-- What is being asked --
Say how many lines below hold the word "VirtualizingHost"; give the number by itself.

Records to process START

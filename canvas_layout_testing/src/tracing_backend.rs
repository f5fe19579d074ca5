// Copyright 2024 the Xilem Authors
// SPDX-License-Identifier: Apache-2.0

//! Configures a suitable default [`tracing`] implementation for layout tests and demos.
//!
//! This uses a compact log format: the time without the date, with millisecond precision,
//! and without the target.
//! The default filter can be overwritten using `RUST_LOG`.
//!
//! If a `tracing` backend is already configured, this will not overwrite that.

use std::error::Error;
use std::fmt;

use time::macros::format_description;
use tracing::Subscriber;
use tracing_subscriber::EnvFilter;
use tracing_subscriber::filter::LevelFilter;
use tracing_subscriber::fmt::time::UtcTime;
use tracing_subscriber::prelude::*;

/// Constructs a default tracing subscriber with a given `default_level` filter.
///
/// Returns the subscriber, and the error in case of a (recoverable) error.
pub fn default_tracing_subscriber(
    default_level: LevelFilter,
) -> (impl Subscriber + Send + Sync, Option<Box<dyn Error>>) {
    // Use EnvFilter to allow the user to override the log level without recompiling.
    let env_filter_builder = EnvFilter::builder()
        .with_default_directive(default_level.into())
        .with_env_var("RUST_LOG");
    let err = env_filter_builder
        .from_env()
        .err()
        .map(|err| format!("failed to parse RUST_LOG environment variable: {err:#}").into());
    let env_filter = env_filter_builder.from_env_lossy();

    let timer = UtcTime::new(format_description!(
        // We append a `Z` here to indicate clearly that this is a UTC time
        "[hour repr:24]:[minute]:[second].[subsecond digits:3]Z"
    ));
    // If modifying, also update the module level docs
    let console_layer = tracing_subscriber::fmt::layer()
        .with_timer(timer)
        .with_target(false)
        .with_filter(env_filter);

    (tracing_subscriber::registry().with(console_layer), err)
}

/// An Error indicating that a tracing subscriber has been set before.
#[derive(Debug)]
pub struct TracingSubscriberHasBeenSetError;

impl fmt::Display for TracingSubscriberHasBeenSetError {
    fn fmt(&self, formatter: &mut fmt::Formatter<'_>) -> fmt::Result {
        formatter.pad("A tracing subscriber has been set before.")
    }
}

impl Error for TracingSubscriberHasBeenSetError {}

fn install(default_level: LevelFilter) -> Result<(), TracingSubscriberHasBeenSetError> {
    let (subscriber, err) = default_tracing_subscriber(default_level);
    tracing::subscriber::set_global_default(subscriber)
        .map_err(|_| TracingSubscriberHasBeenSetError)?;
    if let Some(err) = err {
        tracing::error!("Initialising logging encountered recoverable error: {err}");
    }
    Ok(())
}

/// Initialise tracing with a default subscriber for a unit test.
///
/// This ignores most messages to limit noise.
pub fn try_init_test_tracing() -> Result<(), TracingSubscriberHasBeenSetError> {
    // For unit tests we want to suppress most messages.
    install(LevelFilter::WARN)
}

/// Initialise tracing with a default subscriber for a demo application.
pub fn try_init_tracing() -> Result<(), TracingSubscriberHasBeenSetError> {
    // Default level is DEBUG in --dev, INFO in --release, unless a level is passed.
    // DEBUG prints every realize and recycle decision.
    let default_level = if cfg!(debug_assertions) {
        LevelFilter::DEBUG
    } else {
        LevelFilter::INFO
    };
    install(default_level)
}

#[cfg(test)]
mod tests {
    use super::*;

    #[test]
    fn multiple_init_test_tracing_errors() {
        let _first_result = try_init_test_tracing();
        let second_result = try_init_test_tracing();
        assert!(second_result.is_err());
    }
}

Records to process END
Records to process START

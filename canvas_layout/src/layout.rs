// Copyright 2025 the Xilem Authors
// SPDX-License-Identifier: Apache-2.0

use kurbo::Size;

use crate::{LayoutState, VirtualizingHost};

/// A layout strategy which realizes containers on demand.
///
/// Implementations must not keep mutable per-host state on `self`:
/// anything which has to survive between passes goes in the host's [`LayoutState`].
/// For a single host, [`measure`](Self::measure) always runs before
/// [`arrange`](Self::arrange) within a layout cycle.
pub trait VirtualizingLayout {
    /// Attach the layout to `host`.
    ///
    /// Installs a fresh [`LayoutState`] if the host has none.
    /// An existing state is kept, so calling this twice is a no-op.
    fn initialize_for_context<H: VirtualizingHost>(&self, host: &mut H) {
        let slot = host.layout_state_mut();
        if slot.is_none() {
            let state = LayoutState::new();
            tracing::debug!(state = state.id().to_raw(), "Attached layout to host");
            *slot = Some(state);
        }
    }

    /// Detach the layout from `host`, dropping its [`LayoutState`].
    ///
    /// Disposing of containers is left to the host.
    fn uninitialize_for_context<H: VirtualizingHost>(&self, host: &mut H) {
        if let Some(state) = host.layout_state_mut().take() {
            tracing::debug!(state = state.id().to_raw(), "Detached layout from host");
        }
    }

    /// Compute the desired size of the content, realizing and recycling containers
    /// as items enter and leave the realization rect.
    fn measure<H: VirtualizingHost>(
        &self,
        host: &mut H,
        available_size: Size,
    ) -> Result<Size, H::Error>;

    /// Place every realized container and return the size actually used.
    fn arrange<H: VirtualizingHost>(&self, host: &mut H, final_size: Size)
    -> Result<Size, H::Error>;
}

Records to process END
Records to process START

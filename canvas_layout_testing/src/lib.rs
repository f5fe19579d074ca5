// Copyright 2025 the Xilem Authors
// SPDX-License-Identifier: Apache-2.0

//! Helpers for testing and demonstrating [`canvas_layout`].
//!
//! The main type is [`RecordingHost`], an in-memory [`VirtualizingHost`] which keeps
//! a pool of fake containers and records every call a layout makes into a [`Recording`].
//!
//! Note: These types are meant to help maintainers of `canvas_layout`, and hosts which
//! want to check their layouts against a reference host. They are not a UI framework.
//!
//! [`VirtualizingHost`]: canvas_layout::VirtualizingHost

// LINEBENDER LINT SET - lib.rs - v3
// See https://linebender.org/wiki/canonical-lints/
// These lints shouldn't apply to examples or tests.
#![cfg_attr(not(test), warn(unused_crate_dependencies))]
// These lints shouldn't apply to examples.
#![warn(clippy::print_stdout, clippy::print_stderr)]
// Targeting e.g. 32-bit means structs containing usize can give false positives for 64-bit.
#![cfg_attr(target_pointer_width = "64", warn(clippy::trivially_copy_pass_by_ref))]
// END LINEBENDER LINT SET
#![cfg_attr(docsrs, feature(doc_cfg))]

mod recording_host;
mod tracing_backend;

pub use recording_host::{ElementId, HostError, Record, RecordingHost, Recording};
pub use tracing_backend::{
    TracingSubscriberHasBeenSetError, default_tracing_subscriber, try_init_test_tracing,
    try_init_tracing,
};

Records to process END

-- Expected output --
7